Narendra Modi has now been India’s Prime Minister for three full years. In these three years, the BJP has managed to win several Assembly elections, and the party is currently in power in a record number of Indian states. Where it has failed to win the elections, it has still usurped power through defections. In terms of power, the BJP’s domination in India has never been so complete in the past. The Sangh brigade is making the fullest possible use of this juncture to unfurl and inflict its fascist agenda. A person like Yogi Adityanath, a habitual practitioner of hate speech, a key accused in cases of communal violence in Uttar Pradesh and the chief architect of a private brigade of thugs, has been made the Chief Minister of India’s most populous state. And across the country, BJP leaders and supporters are busy beating up and killing people in the name of protecting the cow.

For the power-drunk ruling dispensation, this is obviously celebration time. Modi calls it the foundation of ‘New India’. But for millions of Indians, the situation could not be any grimmer. It is not just because of the growing assault on the constitutional liberties of the Indian people and the vicious climate of communal polarisation and hate engulfing our social existence; it is also because of the spectre of growing economic insecurity and uncertainty that has now begun to haunt much of urban India. Together with the deepening agrarian crisis that has been devastating rural India for nearly two decades now, joblessness is fast assuming endemic proportions across the length and breadth of India. Jobs did not grow even in the first decade of the present century when the Indian economy otherwise registered impressive overall growth. Now that the growth rate itself has fallen drastically, joblessness has further aggravated. Six months of demonetisation have only compounded the problem by disrupting the supply-and-production chain in many industries.

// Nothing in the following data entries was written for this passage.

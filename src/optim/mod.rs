pub mod sgd;

pub use sgd::Sgd;
use crate::error::Result;

/// A partitioned collection processed with map/reduce style operations.
///
/// Implementations decide where partitions live and how they are scheduled;
/// training only relies on the operations below. Mapping functions must be
/// pure: they may run concurrently, in any order, on any worker.
pub trait ParallelCollection: Sized + Sync {
    type Item: Clone + Send + Sync;
    type Mapped<U: Clone + Send + Sync>: ParallelCollection<Item = U>;

    fn count(&self) -> usize;

    /// Draws a random subset. Without replacement every row is kept
    /// independently with probability `fraction` (which must lie in [0, 1]);
    /// with replacement each row appears a Poisson(`fraction`) number of times.
    /// Equal seeds give equal samples.
    fn sample(&self, with_replacement: bool, fraction: f64, seed: u64) -> Result<Self>;

    /// Rows of `self` that were not drawn into `other`.
    fn subtract(&self, other: &Self) -> Result<Self>;

    /// Materialises the collection so repeated passes do not recompute it.
    fn cache(&self) -> Self;

    /// Applies `f` to every row; the first error aborts the whole operation.
    fn try_map<U, F>(&self, f: F) -> Result<Self::Mapped<U>>
    where
        U: Clone + Send + Sync,
        F: Fn(&Self::Item) -> Result<U> + Send + Sync;

    fn map<U, F>(&self, f: F) -> Result<Self::Mapped<U>>
    where
        U: Clone + Send + Sync,
        F: Fn(&Self::Item) -> U + Send + Sync,
    {
        self.try_map(|item| Ok(f(item)))
    }

    /// Folds all rows with `f`, which must be associative and commutative.
    /// `None` for an empty collection.
    fn reduce<F>(&self, f: F) -> Result<Option<Self::Item>>
    where
        F: Fn(Self::Item, Self::Item) -> Self::Item + Send + Sync;

    /// Every row, in partition order.
    fn collect(&self) -> Vec<Self::Item>;
}
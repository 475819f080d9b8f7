pub mod mse;
pub mod bce;
pub mod cross_entropy;
pub mod loss_type;

pub use mse::MseLoss;
pub use bce::BceLoss;
pub use cross_entropy::CrossEntropyLoss;
pub use loss_type::LossType;
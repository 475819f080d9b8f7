use std::sync::mpsc;
use crate::train::epoch_stats::EpochStats;

/// Learning rate used when none is given.
pub const ETA: f64 = 0.1;
pub const MAX_EPOCHS: usize = 1000;
/// Largest absolute mean-gradient entry at which training stops.
pub const GRADIENT_CUTOFF: f64 = 1e-3;
pub const BATCHES_PER_EPOCH: usize = 10;
pub const REPORT_EVERY: usize = 10;

/// Configuration for a `train_loop` run. Read-only for the whole run.
///
/// # Fields
/// - `learning_rate`    : step size applied to the mean mini-batch gradient
/// - `max_epochs`       : training gives up after this many epochs
/// - `gradient_cutoff`  : convergence threshold on every mean-gradient entry
/// - `batches_per_epoch`: mini-batches each epoch's working set is split into
/// - `report_every`     : the full-dataset cost is computed every this many
///                         epochs (`0` disables it)
/// - `seed`             : seed for epoch and mini-batch sampling; entropy when `None`
/// - `progress_tx`      : optional channel sender; one `EpochStats` is sent per
///                         cost report. A dropped receiver is ignored.
pub struct TrainConfig {
    pub learning_rate: f64,
    pub max_epochs: usize,
    pub gradient_cutoff: f64,
    pub batches_per_epoch: usize,
    pub report_every: usize,
    pub seed: Option<u64>,
    pub progress_tx: Option<mpsc::Sender<EpochStats>>,
}

impl TrainConfig {
    /// Creates a `TrainConfig` with ten batches per epoch, a cost report every
    /// ten epochs, random sampling and no progress channel.
    pub fn new(learning_rate: f64, max_epochs: usize, gradient_cutoff: f64) -> Self {
        TrainConfig {
            learning_rate,
            max_epochs,
            gradient_cutoff,
            batches_per_epoch: BATCHES_PER_EPOCH,
            report_every: REPORT_EVERY,
            seed: None,
            progress_tx: None,
        }
    }

    pub fn with_seed(mut self, seed: u64) -> Self {
        self.seed = Some(seed);
        self
    }

    pub fn with_batches_per_epoch(mut self, batches: usize) -> Self {
        self.batches_per_epoch = batches;
        self
    }

    pub fn with_report_every(mut self, epochs: usize) -> Self {
        self.report_every = epochs;
        self
    }

    pub fn with_progress(mut self, tx: mpsc::Sender<EpochStats>) -> Self {
        self.progress_tx = Some(tx);
        self
    }
}

impl Default for TrainConfig {
    fn default() -> Self {
        TrainConfig::new(ETA, MAX_EPOCHS, GRADIENT_CUTOFF)
    }
}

This joblessness is however no longer confined to the agricultural and manufacturing sectors. It is now a grim reality across the service sector, including the IT-driven echelons of the economy which were lately the most promising provider of jobs. Ironically, the other day even as Narendra Modi sought to regale his audience with his trusted IT+IT=IT (Information Technology+Indian Talent=India Tomorrow) rhetoric, the business newspapers could not suppress the bad news emanating from India’s major IT companies. A veritable pink slip revolution has hit the IT sector, with well known companies going on a major workforce reduction campaign. And this is no one-off reduction, we now hear that 2 lakh IT engineers will annually lose jobs for the next three years. The layoffs are partly triggered by technology, with growing automation further reducing the labour-absorption rate, but perhaps a more crucial factor is the sweeping wave of protectionism in advanced capitalist countries like the US, UK and Australia that used to outsource low-paid jobs to Indian IT companies.

The managers of the Niti Aayog – the new avatar of the erstwhile Planning Commission – are trying their best to downplay the job crisis. According to them, much of this unemployment is actually ‘voluntary’ in nature. In other words, there are jobs, but aspirational young Indians have become fussy about wages and working conditions and promotional avenues, and so they often prefer to wait to get jobs suited to their aspirations rather than accepting whatever comes their way. This wishful explanation flies in the face of the grim reality of the big IT layoffs. Instead of trivialising unemployment as a voluntary exercise of choice by the job-seeking educated youth, the government must acknowledge the reality and come up with actual action plans to come out of this crisis. We have had enough of jumlas, the reality is when it comes to jobs, the sum total of all the high sounding Modi missions like ‘Make in India’, ‘Skill India’, ‘Start up India’ and ‘Digital India’ appears to be a big zero.

Indeed, what we face in India is not just unemployment and underemployment – it is employment without any job or social security, and devoid of necessary provisions of workplace safety, and dignity and rights that must accrue to the workers. According to the Government of India’s own Employment and Unemployment Survey (2013-14), more than 400 million of India’s 475 million strong workforce have little job security or legal protection. Contractual work is becoming the dominant mode of employment, but 66% of India’s contract workers actually do not have a written job contract. Not more than 16.5% of Indian workers earn a regular wage or salary, and three in every four households (78%) surveyed had no one earning a regular wage or salary. And the Prime Minister of such a country is busy delivering jumlas and the economists employed by the government wax eloquent about ‘voluntary unemployment’!

Unemployment is of course a potent political weapon in the hands of the rulers. They are busy harnessing the anger and frustration of the jobless as fuel for their ‘divide and rule’ strategy. Unemployment swells the ranks of the Gau Gundas (cow vigilantes) and the sundry other squads that are now increasingly policing the Indian streets. For those with a stake in people’s welfare and democracy, the question of jobs for all could not therefore be more urgent. Three years in power as Modi talks about his future plans and bombards us with more jumlas in the name of ‘New India’ or ‘India Tomorrow’, we must tell him loud and clear that the time for rhetoric is over. It is now time to talk about the results and India cannot tolerate the disastrous combination of agrarian crisis and jobless growth any more.